Why you should ignore the BDSM “experts”, as told by a BDSM “expert”

BDSM experts, they’re something which I hear of time and time again and their very existence makes me cringe. So what is a BDSM “expert”, and why do I suggest that you ignore them?

When we hear the term “expert”, we immediately imagine someone with degrees or a whole field of knowledge and experience in an area. We believe that this is someone that we should look up to, acknowledge and respect beyond all reasonable doubt. They are, afternall, an “expert” in their field.

But what if I told you, after nearly 13 years of experience, that I am still nowhere near close to becoming an “expert” in BDSM?

You see, being a BDSM expert would imply that I have a broad range of knowledge or experience in domination, submission, rope bondage, spanking, flogging, wax play, CBT and a host of many other things.

What do I really have experience and knowledge in? Safe sex, sensation play and wax play. That’s it.

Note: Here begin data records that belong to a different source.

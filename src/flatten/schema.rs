//! Discovery of the `CSQ` annotation schema and the sample names from the VCF header.
//!
//! VEP declares the layout of the pipe-delimited `CSQ` values in the free text description
//! of the corresponding `INFO` header line, e.g.
//!
//! ```text
//! ##INFO=<ID=CSQ,Number=.,Type=String,Description="Consequence annotations from Ensembl VEP. Format: Allele|Consequence|IMPACT|SYMBOL">
//! ```

use strum::{EnumCount, IntoEnumIterator};

/// Prefix of the `INFO` header line declaring the `CSQ` field.
pub const CSQ_INFO_PREFIX: &str = "##INFO=<ID=CSQ";

/// Prefix of the column header line, the last line of the VCF header.
pub const COLUMN_HEADER_PREFIX: &str = "#CHROM";

/// Number of fixed VCF columns preceding the sample columns.
pub const FIXED_COLUMNS: usize = 9;

/// The `CSQ` sub fields that are written to the output table.
#[derive(
    Debug,
    Clone,
    Copy,
    PartialEq,
    Eq,
    Hash,
    strum::Display,
    strum::EnumIter,
    strum::EnumCount,
    strum::IntoStaticStr,
)]
pub enum AnnotationField {
    #[strum(serialize = "SYMBOL")]
    Symbol,
    #[strum(serialize = "Feature")]
    Feature,
    #[strum(serialize = "Consequence")]
    Consequence,
    #[strum(serialize = "IMPACT")]
    Impact,
    #[strum(serialize = "HGVSc")]
    Hgvsc,
    #[strum(serialize = "HGVSp")]
    Hgvsp,
    #[strum(serialize = "Existing_variation")]
    ExistingVariation,
    #[strum(serialize = "gnomADg_AF")]
    GnomadgAf,
    #[strum(serialize = "CLIN_SIG")]
    ClinSig,
}

/// The ordered names of the sub fields packed into each `CSQ` value.
#[derive(Debug, Clone, PartialEq, Eq, Default)]
pub struct CsqSchema {
    fields: Vec<String>,
}

impl CsqSchema {
    /// Construct from the list of field names.
    pub fn new(fields: Vec<String>) -> Self {
        Self { fields }
    }

    /// Parse the schema from a `##INFO=<ID=CSQ,...>` header line.
    ///
    /// Returns `None` if `line` does not declare the `CSQ` field or if its description carries
    /// no `Format:` part.
    pub fn from_header_line(line: &str) -> Option<Self> {
        if !is_csq_info_line(line) {
            return None;
        }
        let description = line.split("Description=").nth(1)?;
        let format = description.split("Format:").nth(1)?;
        let fields = format
            .trim_matches(|c| matches!(c, '"' | '>' | ' '))
            .split('|')
            .map(|name| name.trim().to_string())
            .collect();

        Some(Self { fields })
    }

    /// The field names in declaration order.
    pub fn fields(&self) -> &[String] {
        &self.fields
    }

    /// Position of the first field with the given name.
    pub fn index_of(&self, name: &str) -> Option<usize> {
        self.fields.iter().position(|field| field == name)
    }
}

/// Returns whether `line` is the `INFO` header line of the `CSQ` field.
pub fn is_csq_info_line(line: &str) -> bool {
    line.strip_prefix(CSQ_INFO_PREFIX)
        .map(|rest| rest.starts_with([',', '>']))
        .unwrap_or(false)
}

/// Positions of the output annotation fields in a `CsqSchema`.
///
/// Resolved once after the header has been read; a name missing from the schema stays `None`
/// for the whole run.
#[derive(Debug, Clone, Copy, PartialEq, Eq)]
pub struct FieldIndices {
    indices: [Option<usize>; AnnotationField::COUNT],
}

impl FieldIndices {
    pub fn resolve(schema: &CsqSchema) -> Self {
        let mut indices = [None; AnnotationField::COUNT];
        for field in AnnotationField::iter() {
            indices[field as usize] = schema.index_of(field.into());
        }
        Self { indices }
    }

    pub fn get(&self, field: AnnotationField) -> Option<usize> {
        self.indices[field as usize]
    }
}

/// Extract the sample names from the `#CHROM` column header line.
pub fn sample_names(line: &str) -> Vec<String> {
    line.trim_start_matches('#')
        .split('\t')
        .skip(FIXED_COLUMNS)
        .map(str::to_string)
        .collect()
}
//! Extraction of the genotype columns of the first sample.

use rustc_hash::FxHashMap;

/// `FORMAT` keys that are written to the output table.
#[derive(Debug, Clone, Copy, PartialEq, Eq, Hash, strum::Display, strum::IntoStaticStr)]
#[strum(serialize_all = "UPPERCASE")]
pub enum FormatKey {
    /// Genotype call.
    Gt,
    /// Read depth.
    Dp,
    /// Allelic depths.
    Ad,
    /// Genotype quality.
    Gq,
}

/// The per-sample values of one line, keyed by the line's `FORMAT` keys.
#[derive(Debug, Clone, PartialEq, Eq, Default)]
pub struct SampleValues<'a> {
    values: FxHashMap<&'a str, &'a str>,
}

impl<'a> SampleValues<'a> {
    /// Zip the colon-separated `format` keys with the colon-separated `sample` values.
    ///
    /// Surplus keys or values are dropped, later duplicate keys win.
    pub fn parse(format: &'a str, sample: &'a str) -> Self {
        Self {
            values: format.split(':').zip(sample.split(':')).collect(),
        }
    }

    /// The value for `key`, empty if the key is not in this line's `FORMAT`.
    pub fn get(&self, key: FormatKey) -> &'a str {
        let key: &'static str = key.into();
        self.values.get(key).copied().unwrap_or_default()
    }
}

/// The genotype columns written for one variant.
#[derive(Debug, Clone, Copy, PartialEq, Eq, Default)]
pub struct GenotypeColumns<'a> {
    pub gt: &'a str,
    pub dp: &'a str,
    pub ad: &'a str,
    pub gq: &'a str,
}

impl<'a> GenotypeColumns<'a> {
    /// Extract from the `FORMAT` column and the first sample column; all empty without samples.
    pub fn extract(format: &'a str, first_sample: Option<&'a str>) -> Self {
        match first_sample {
            Some(sample) => {
                let values = SampleValues::parse(format, sample);
                Self {
                    gt: values.get(FormatKey::Gt),
                    dp: values.get(FormatKey::Dp),
                    ad: values.get(FormatKey::Ad),
                    gq: values.get(FormatKey::Gq),
                }
            }
            None => Self::default(),
        }
    }
}
//! Flattening of VEP-annotated VCF files into a TSV table.
//!
//! The input is processed in a single forward pass.  The header lines are scanned for the
//! `CSQ` schema and the sample names; once the `#CHROM` line is reached, the output header is
//! written and each data line with a `CSQ` annotation yields one output row.

pub mod genotype;
pub mod output;
pub mod record;
pub mod schema;

use std::io::{BufRead, Write};
use std::time::Instant;

use clap::Parser;
use strum::IntoEnumIterator;
use thousands::Separable;

use self::genotype::GenotypeColumns;
use self::output::{FlatRecord, TsvWriter};
use self::record::VariantLine;
use self::schema::{AnnotationField, CsqSchema, FieldIndices, COLUMN_HEADER_PREFIX};
use crate::common::io::std::{open_read_maybe_gz, open_write_maybe_gz};

/// Command line arguments for flattening.
#[derive(Parser, Debug, Default)]
#[group(id = "flatten_args")]
pub struct Args {
    /// Path to the input VCF file, optionally gzip-compressed; `-` reads stdin.
    #[arg(value_name = "VEP_ANNOTATED_VCF")]
    pub path_input: String,

    /// Path to the output TSV file, stdout if not given.
    #[arg(long)]
    pub path_output_tsv: Option<String>,

    /// For debug purposes, maximal number of data lines to process.
    #[arg(long)]
    pub max_var_count: Option<usize>,
}

/// Information gathered from the VCF header.
#[derive(Debug, Clone, PartialEq, Eq, Default)]
pub struct HeaderInfo {
    pub schema: CsqSchema,
    pub sample_names: Vec<String>,
}

/// Read the header lines up to and including the `#CHROM` line.
///
/// Fails if there is no `CSQ` schema or if the input ends before the `#CHROM` line.
pub fn read_header<R: BufRead>(reader: &mut R) -> Result<HeaderInfo, anyhow::Error> {
    let mut schema = None;
    let mut line = String::new();
    loop {
        line.clear();
        if reader.read_line(&mut line)? == 0 {
            anyhow::bail!("input ended before the #CHROM line of the VCF header");
        }
        let line = trim_newline(&line);

        if schema::is_csq_info_line(line) {
            match CsqSchema::from_header_line(line) {
                Some(parsed) => schema = Some(parsed),
                None => tracing::warn!("CSQ header line has no Format description: {}", line),
            }
        } else if line.starts_with(COLUMN_HEADER_PREFIX) {
            let schema = schema
                .ok_or_else(|| anyhow::anyhow!("could not find CSQ definition in VCF header"))?;
            return Ok(HeaderInfo {
                schema,
                sample_names: schema::sample_names(line),
            });
        }
    }
}

/// Turns data lines into `FlatRecord`s.
#[derive(Debug, Clone)]
pub struct RecordFlattener {
    indices: FieldIndices,
    sample_name: String,
}

impl RecordFlattener {
    pub fn new(header: &HeaderInfo) -> Self {
        Self {
            indices: FieldIndices::resolve(&header.schema),
            sample_name: header.sample_names.first().cloned().unwrap_or_default(),
        }
    }

    pub fn indices(&self) -> &FieldIndices {
        &self.indices
    }

    /// Flatten one data line, `None` if it carries no `CSQ` annotation.
    pub fn flatten<'a>(&'a self, line: &'a str) -> Option<FlatRecord<'a>> {
        let variant = VariantLine::parse(line);
        let annotation = record::annotate(variant.info, &self.indices)?;
        let genotype = GenotypeColumns::extract(variant.format, variant.first_sample);

        Some(FlatRecord::new(
            &variant,
            &self.sample_name,
            genotype,
            annotation,
        ))
    }
}

/// Counters of one flattening run.
#[derive(Debug, Clone, Copy, PartialEq, Eq, Default)]
pub struct Stats {
    /// Number of non-comment, non-blank lines after the header.
    pub data_lines: usize,
    /// Number of rows written.
    pub rows_written: usize,
    /// Number of data lines without `CSQ` value.
    pub skipped_no_csq: usize,
}

/// Flatten the VCF from `reader` into the TSV `writer`.
///
/// Nothing is written if the header cannot be read.
pub fn flatten<R, W>(
    mut reader: R,
    writer: W,
    max_var_count: Option<usize>,
) -> Result<Stats, anyhow::Error>
where
    R: BufRead,
    W: Write,
{
    let header = read_header(&mut reader)?;
    flatten_records(reader, &header, writer, max_var_count)
}

/// Write the output header and one row per annotated data line from `reader`.
///
/// `reader` must be positioned right after the `#CHROM` line that `header` was read from.
pub fn flatten_records<R, W>(
    mut reader: R,
    header: &HeaderInfo,
    writer: W,
    max_var_count: Option<usize>,
) -> Result<Stats, anyhow::Error>
where
    R: BufRead,
    W: Write,
{
    tracing::info!(
        "CSQ schema has {} fields, input has {} sample(s)",
        header.schema.fields().len(),
        header.sample_names.len()
    );
    if header.sample_names.len() > 1 {
        tracing::warn!(
            "only the first sample ({}) is written, ignoring {} more",
            &header.sample_names[0],
            header.sample_names.len() - 1
        );
    }

    let flattener = RecordFlattener::new(header);
    for field in AnnotationField::iter() {
        tracing::debug!(
            "CSQ field {} at index {:?}",
            field,
            flattener.indices().get(field)
        );
    }

    let mut writer = TsvWriter::new(writer);
    writer.write_header()?;

    let mut stats = Stats::default();
    let mut prev = Instant::now();
    let mut buf = String::new();
    loop {
        buf.clear();
        if reader.read_line(&mut buf)? == 0 {
            break;
        }
        let line = trim_newline(&buf);
        if line.is_empty() || line.starts_with('#') {
            continue;
        }

        if let Some(max_var_count) = max_var_count {
            if stats.data_lines >= max_var_count {
                tracing::info!("stopping after {} data lines", max_var_count);
                break;
            }
        }
        stats.data_lines += 1;

        match flattener.flatten(line) {
            Some(record) => {
                if prev.elapsed().as_secs() >= 60 {
                    tracing::info!("at {}:{}", record.chrom, record.pos);
                    prev = Instant::now();
                }
                writer.write_record(&record)?;
                stats.rows_written += 1;
            }
            None => {
                tracing::trace!("no CSQ value, skipping data line {}", stats.data_lines);
                stats.skipped_no_csq += 1;
            }
        }
    }
    writer.flush()?;

    Ok(stats)
}

/// Strip the line terminator (`\n` or `\r\n`).
fn trim_newline(line: &str) -> &str {
    line.trim_end_matches(['\n', '\r'])
}

/// Main entry point for flattening.
pub fn run(_common: &crate::common::Args, args: &Args) -> Result<(), anyhow::Error> {
    tracing::info!("Opening input file {}", &args.path_input);
    let mut reader = open_read_maybe_gz(&args.path_input)?;
    let header = read_header(&mut reader)?;

    // The output is only created once the header is known to be usable.
    let mut writer = open_write_maybe_gz(args.path_output_tsv.as_ref())?;

    let before = Instant::now();
    let stats = flatten_records(reader, &header, &mut writer, args.max_var_count)?;
    writer.finish()?;
    tracing::info!(
        "... wrote {} rows for {} data lines ({} without CSQ) in {:?}",
        stats.rows_written.separate_with_commas(),
        stats.data_lines.separate_with_commas(),
        stats.skipped_no_csq.separate_with_commas(),
        before.elapsed()
    );

    Ok(())
}
//! Authenticated client for the streaming-service REST API.
//!
//! Every request goes through [`ApiClient::fetch_json`], which injects the
//! bearer token and performs exactly one refresh-and-retry on a 401. There is
//! no retry policy beyond that.

pub mod models;

use std::sync::Arc;

use reqwest::header::AUTHORIZATION;
use reqwest::{StatusCode, Url};
use serde::de::DeserializeOwned;
use tracing::{debug, warn};

use crate::auth::{AuthManager, TokenAccess};
use crate::error::{Error, Result};

pub use models::{Album, AlbumSummary, ArtistRef, Image, Page, SearchResults, Track, TrackSummary};

const SPOTIFY_API_URL: &str = "https://api.spotify.com/v1";

/// What to search for. Joined comma-separated into the `type` parameter.
#[derive(Debug, Clone, Copy, PartialEq, Eq)]
pub enum SearchKind {
    Album,
    Track,
}

impl SearchKind {
    pub fn as_str(self) -> &'static str {
        match self {
            Self::Album => "album",
            Self::Track => "track",
        }
    }
}

/// Streaming-API client wrapping an [`AuthManager`].
///
/// # Example
/// ```no_run
/// use std::sync::Arc;
/// use discolog::client::{ApiClient, SearchKind};
/// # async fn example(auth: Arc<discolog::auth::AuthManager>) -> discolog::error::Result<()> {
/// let api = ApiClient::new(auth);
/// let results = api.search("aquemini", &[SearchKind::Album], 20, 0).await?;
/// if let Some(albums) = results.albums {
///     println!("{} albums", albums.items.len());
/// }
/// # Ok(())
/// # }
/// ```
pub struct ApiClient {
    client: reqwest::Client,
    auth: Arc<AuthManager>,
    api_url: String,
}

impl ApiClient {
    pub fn new(auth: Arc<AuthManager>) -> Self {
        Self {
            client: reqwest::Client::new(),
            auth,
            api_url: SPOTIFY_API_URL.to_string(),
        }
    }

    pub fn with_api_url(mut self, url: impl Into<String>) -> Self {
        self.api_url = url.into();
        self
    }

    /// GET `path` with the given query parameters, authorized, parsed as JSON.
    ///
    /// Empty parameter values are dropped from the URL. On 401 the token is
    /// refreshed once and the request retried once; a second 401 or a failed
    /// refresh surfaces as [`Error::SessionExpired`].
    pub async fn fetch_json<T: DeserializeOwned>(
        &self,
        path: &str,
        params: &[(&str, &str)],
    ) -> Result<T> {
        let url = self.build_url(path, params)?;
        let token = self.bearer_token().await?;
        let resp = self.get(url.clone(), &token).await?;

        let resp = if resp.status() == StatusCode::UNAUTHORIZED {
            debug!(%url, "401 from API, refreshing token and retrying once");
            if !self.auth.refresh_access_token().await {
                return Err(Error::SessionExpired);
            }
            let token = self.bearer_token().await?;
            let retried = self.get(url, &token).await?;
            if retried.status() == StatusCode::UNAUTHORIZED {
                warn!("API still unauthorized after refresh");
                return Err(Error::SessionExpired);
            }
            retried
        } else {
            resp
        };

        let status = resp.status();
        if !status.is_success() {
            let body = resp.text().await.unwrap_or_default();
            return Err(Error::api(status.as_u16(), body));
        }
        Ok(resp.json().await?)
    }

    /// Search the catalogue. `kinds` selects the result envelopes to fill.
    pub async fn search(
        &self,
        query: &str,
        kinds: &[SearchKind],
        limit: u32,
        offset: u32,
    ) -> Result<SearchResults> {
        let kind_list = kinds
            .iter()
            .map(|kind| kind.as_str())
            .collect::<Vec<_>>()
            .join(",");
        self.fetch_json(
            "/search",
            &[
                ("q", query),
                ("type", kind_list.as_str()),
                ("limit", limit.to_string().as_str()),
                ("offset", offset.to_string().as_str()),
            ],
        )
        .await
    }

    pub async fn album(&self, id: &str) -> Result<Album> {
        self.fetch_json(&format!("/albums/{}", percent_encode(id)), &[])
            .await
    }

    pub async fn track(&self, id: &str) -> Result<Track> {
        self.fetch_json(&format!("/tracks/{}", percent_encode(id)), &[])
            .await
    }

    async fn bearer_token(&self) -> Result<String> {
        // Non-interactive: an API call must never navigate the page away.
        match self.auth.get_access_token(false).await? {
            TokenAccess::Bearer(token) => Ok(token),
            TokenAccess::Redirecting(_) => Err(Error::SessionExpired),
        }
    }

    async fn get(&self, url: Url, token: &str) -> Result<reqwest::Response> {
        Ok(self
            .client
            .get(url)
            .header(AUTHORIZATION, format!("Bearer {token}"))
            .send()
            .await?)
    }

    fn build_url(&self, path: &str, params: &[(&str, &str)]) -> Result<Url> {
        let mut url = Url::parse(&format!("{}{path}", self.api_url))
            .map_err(|err| Error::InvalidArgument(format!("bad API path {path}: {err}")))?;
        {
            let mut pairs = url.query_pairs_mut();
            for (key, value) in params {
                if !value.is_empty() {
                    pairs.append_pair(key, value);
                }
            }
        }
        if url.query() == Some("") {
            url.set_query(None);
        }
        Ok(url)
    }
}

/// Percent-encode a path segment (unreserved characters pass through).
fn percent_encode(input: &str) -> String {
    let mut out = String::with_capacity(input.len());
    for byte in input.bytes() {
        match byte {
            b'A'..=b'Z' | b'a'..=b'z' | b'0'..=b'9' | b'-' | b'_' | b'.' | b'~' => {
                out.push(byte as char);
            }
            _ => {
                out.push('%');
                out.push_str(&format!("{byte:02X}"));
            }
        }
    }
    out
}
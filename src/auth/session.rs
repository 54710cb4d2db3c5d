//! Persisted session state behind a narrow accessor interface.
//!
//! All auth-related keys live here so every read and write of shared session
//! state funnels through one module.

use std::sync::Arc;

use chrono::{DateTime, Utc};

use super::error::AuthError;
use super::pkce::PkceExchange;
use super::token::Token;
use crate::store::KeyValueStore;

const KEY_CLIENT_ID: &str = "client_id";
const KEY_ACCESS_TOKEN: &str = "access_token";
const KEY_EXPIRES_AT: &str = "token_expires_at";
const KEY_REFRESH_TOKEN: &str = "refresh_token";
const KEY_PKCE_VERIFIER: &str = "pkce_verifier";
const KEY_AUTH_STATE: &str = "auth_state";

/// Environment variable consulted when no client id is persisted.
pub const CLIENT_ID_ENV: &str = "DISCOLOG_CLIENT_ID";

/// Coarse session status for display purposes.
#[derive(Debug, Clone, Copy, PartialEq, Eq)]
pub enum SessionState {
    /// No token on record.
    Unauthenticated,
    /// Token present and inside its validity window.
    Authenticated,
    /// Token present but past (or inside the safety margin of) its expiry;
    /// a refresh is needed before use.
    Expiring,
}

/// Accessor over the key-value store for client registration, tokens, and
/// transient PKCE state.
#[derive(Clone)]
pub struct SessionStore {
    store: Arc<dyn KeyValueStore>,
}

impl SessionStore {
    pub fn new(store: Arc<dyn KeyValueStore>) -> Self {
        Self { store }
    }

    /// The registered client id: persisted value first, then the
    /// `DISCOLOG_CLIENT_ID` environment variable (a `.env` file is honored).
    pub fn client_id(&self) -> Result<Option<String>, AuthError> {
        if let Some(id) = self.store.get(KEY_CLIENT_ID)? {
            if !id.is_empty() {
                return Ok(Some(id));
            }
        }
        let _ = dotenvy::dotenv();
        Ok(std::env::var(CLIENT_ID_ENV).ok().filter(|id| !id.is_empty()))
    }

    /// Persist a client id. Empty values are ignored.
    pub fn set_client_id(&self, client_id: &str) -> Result<(), AuthError> {
        if client_id.is_empty() {
            return Ok(());
        }
        self.store.set(KEY_CLIENT_ID, client_id)?;
        Ok(())
    }

    /// Load the persisted token, if any.
    pub fn token(&self) -> Result<Option<Token>, AuthError> {
        let Some(access_token) = self.store.get(KEY_ACCESS_TOKEN)? else {
            return Ok(None);
        };
        let expires_at = self
            .store
            .get(KEY_EXPIRES_AT)?
            .and_then(|raw| raw.parse::<i64>().ok())
            .and_then(DateTime::<Utc>::from_timestamp_millis)
            .unwrap_or(DateTime::<Utc>::UNIX_EPOCH);
        let refresh_token = self.store.get(KEY_REFRESH_TOKEN)?;
        Ok(Some(Token {
            access_token,
            expires_at,
            refresh_token,
        }))
    }

    /// Persist a token. An absent refresh token leaves any previously stored
    /// refresh token in place, since token endpoints may omit it on refresh.
    pub fn save_token(&self, token: &Token) -> Result<(), AuthError> {
        self.store.set(KEY_ACCESS_TOKEN, &token.access_token)?;
        self.store
            .set(KEY_EXPIRES_AT, &token.expires_at.timestamp_millis().to_string())?;
        if let Some(refresh) = &token.refresh_token {
            self.store.set(KEY_REFRESH_TOKEN, refresh)?;
        }
        Ok(())
    }

    /// Pure validity check against the persisted session and current time.
    pub fn is_token_valid(&self) -> bool {
        matches!(self.token(), Ok(Some(token)) if token.is_valid())
    }

    pub fn session_state(&self) -> SessionState {
        match self.token() {
            Ok(Some(token)) if token.is_valid() => SessionState::Authenticated,
            Ok(Some(_)) => SessionState::Expiring,
            _ => SessionState::Unauthenticated,
        }
    }

    /// Persist the transient PKCE pair for an in-flight login attempt.
    pub fn save_pkce(&self, exchange: &PkceExchange) -> Result<(), AuthError> {
        self.store.set(KEY_AUTH_STATE, &exchange.state)?;
        self.store.set(KEY_PKCE_VERIFIER, &exchange.verifier)?;
        Ok(())
    }

    /// The `state` value persisted at login start, if any.
    pub fn pending_state(&self) -> Result<Option<String>, AuthError> {
        Ok(self.store.get(KEY_AUTH_STATE)?)
    }

    /// The PKCE verifier persisted at login start, if any.
    pub fn pkce_verifier(&self) -> Result<Option<String>, AuthError> {
        Ok(self.store.get(KEY_PKCE_VERIFIER)?)
    }

    /// Erase the transient PKCE pair. Write-once-read-once: called after a
    /// successful exchange.
    pub fn clear_pkce(&self) -> Result<(), AuthError> {
        self.store.remove(KEY_PKCE_VERIFIER)?;
        self.store.remove(KEY_AUTH_STATE)?;
        Ok(())
    }

    /// Drop the persisted session entirely.
    pub fn logout(&self) -> Result<(), AuthError> {
        self.store.remove(KEY_ACCESS_TOKEN)?;
        self.store.remove(KEY_EXPIRES_AT)?;
        self.store.remove(KEY_REFRESH_TOKEN)?;
        Ok(())
    }
}
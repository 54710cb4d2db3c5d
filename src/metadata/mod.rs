//! Release search against the music metadata service.
//!
//! The search endpoint pages at 100 results; aggregation walks at most three
//! pages, stops early on a short or empty page or a non-success status, and
//! pauses briefly between pages to stay inside the service's rate etiquette.

pub mod models;

use std::time::Duration;

use tracing::{debug, warn};

use crate::catalog::{Album, ReleaseKind};
use crate::error::Result;

pub use models::{
    ArtistCredit, CoverArtArchive, CreditedArtist, Release, ReleaseGroup, ReleaseSearchResults,
};

const MUSICBRAINZ_URL: &str = "https://musicbrainz.org/ws/2";
const COVERART_URL: &str = "https://coverartarchive.org";
const FALLBACK_COVER: &str = "images/album-placeholder.jpg";

const PAGE_SIZE: u32 = 100;
const MAX_PAGES: u32 = 3;
const PAGE_PAUSE: Duration = Duration::from_millis(250);

/// Unauthenticated client for the metadata service.
///
/// # Example
/// ```no_run
/// use discolog::metadata::{release_to_album, MetadataClient};
/// # async fn example() -> discolog::error::Result<()> {
/// let metadata = MetadataClient::new();
/// let releases = metadata.search_releases("aquemini").await?;
/// let albums: Vec<_> = releases.iter().map(release_to_album).collect();
/// # Ok(())
/// # }
/// ```
pub struct MetadataClient {
    client: reqwest::Client,
    base_url: String,
    page_pause: Duration,
}

impl Default for MetadataClient {
    fn default() -> Self {
        Self::new()
    }
}

impl MetadataClient {
    pub fn new() -> Self {
        Self {
            client: reqwest::Client::new(),
            base_url: MUSICBRAINZ_URL.to_string(),
            page_pause: PAGE_PAUSE,
        }
    }

    pub fn with_base_url(mut self, url: impl Into<String>) -> Self {
        self.base_url = url.into();
        self
    }

    pub fn with_page_pause(mut self, pause: Duration) -> Self {
        self.page_pause = pause;
        self
    }

    /// Search releases, aggregating up to three pages of 100.
    ///
    /// An empty or whitespace-only query issues no request and returns an
    /// empty list.
    pub async fn search_releases(&self, query: &str) -> Result<Vec<Release>> {
        let query = query.trim();
        if query.is_empty() {
            return Ok(Vec::new());
        }

        let mut all = Vec::new();
        for page in 0..MAX_PAGES {
            let offset = page * PAGE_SIZE;
            let resp = self
                .client
                .get(format!("{}/release", self.base_url))
                .query(&[
                    ("query", query),
                    ("fmt", "json"),
                    ("limit", PAGE_SIZE.to_string().as_str()),
                    ("offset", offset.to_string().as_str()),
                ])
                .send()
                .await?;

            if !resp.status().is_success() {
                warn!(status = resp.status().as_u16(), page, "release search page failed, stopping");
                break;
            }

            let results: ReleaseSearchResults = resp.json().await?;
            let count = results.releases.len();
            if count == 0 {
                break;
            }
            all.extend(results.releases);
            debug!(page, count, total = all.len(), "release search page fetched");

            if count < PAGE_SIZE as usize {
                break;
            }
            tokio::time::sleep(self.page_pause).await;
        }
        Ok(all)
    }
}

/// Classify a release by its release-group: primary type "Single" (or a
/// secondary type "Single") means single, everything else album.
pub fn release_kind(release_group: Option<&ReleaseGroup>) -> ReleaseKind {
    let Some(group) = release_group else {
        return ReleaseKind::Album;
    };
    let primary_is_single = group
        .primary_type
        .as_deref()
        .is_some_and(|kind| kind.eq_ignore_ascii_case("single"));
    let secondary_is_single = group
        .secondary_types
        .iter()
        .any(|kind| kind.eq_ignore_ascii_case("single"));
    if primary_is_single || secondary_is_single {
        ReleaseKind::Single
    } else {
        ReleaseKind::Album
    }
}

/// Join the artist-credit entries into one display name.
pub fn format_artist_credit(credit: &[ArtistCredit]) -> String {
    let joined: String = credit
        .iter()
        .map(|entry| {
            entry
                .name
                .as_deref()
                .or_else(|| entry.artist.as_ref().and_then(|a| a.name.as_deref()))
                .unwrap_or("")
        })
        .collect();
    let joined = joined.trim();
    if joined.is_empty() {
        "Unknown artist".to_string()
    } else {
        joined.to_string()
    }
}

/// Resolve a cover image URL: front cover on the release, else the
/// release-group cover, else a placeholder.
pub fn cover_url(release: &Release) -> String {
    if release
        .cover_art_archive
        .as_ref()
        .is_some_and(|archive| archive.front)
    {
        return format!("{COVERART_URL}/release/{}/front-250", release.id);
    }
    if let Some(group_id) = release
        .release_group
        .as_ref()
        .and_then(|group| group.id.as_deref())
    {
        return format!("{COVERART_URL}/release-group/{group_id}/front-250");
    }
    FALLBACK_COVER.to_string()
}

/// Convert a raw release into a catalogue album.
pub fn release_to_album(release: &Release) -> Album {
    Album {
        id: release.id.clone(),
        kind: release_kind(release.release_group.as_ref()),
        title: release.title.clone(),
        artist: format_artist_credit(&release.artist_credit),
        year: release
            .date
            .as_deref()
            .filter(|date| date.len() >= 4)
            .map(|date| date[..4].to_string()),
        cover_url: cover_url(release),
    }
}
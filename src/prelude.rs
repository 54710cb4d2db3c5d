//! Convenience re-exports for typical use.

pub use crate::auth::{AuthError, AuthManager, SessionState, Token, TokenAccess};
pub use crate::catalog::{stars_display, Album, Catalog, ReleaseKind};
pub use crate::client::{ApiClient, SearchKind, SearchResults};
pub use crate::error::{Error, Result};
pub use crate::metadata::{release_to_album, MetadataClient, Release};
pub use crate::navigate::Navigator;
pub use crate::store::{FileKeyValueStore, FileStoreConfig, KeyValueStore, StoreError};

If you want advice on contracts, I’d tell you to focus on your relationship an and come up with some rules and agreements that work around you and your partner. If you want my advice on rope bondage and knots, I could advise you on some of my preferred books by people who are knowledgeable in these fields. But even after these 12+ years, I am not a BDSM expert. Even though I am passionate about BDSM, I simply don’t know everything.

It really concerns me when I see young men and women, some of them younger than me, proclaiming themselves to be “BDSM experts”. What gives them this “expert” knowledge that others simply don’t have? What gives them the right to proclaim intellect over anybody else in this field?

I feel that I need to point out to you two key areas to consider here:

There are no diplomas and there is no Master nor Sensei in BDSM.

So what, then,does it come down to? Are these “experts” being taught by “experts”? A sort of ouroboros of hand-me-down experience and sometimes shitty opinions of BDSM?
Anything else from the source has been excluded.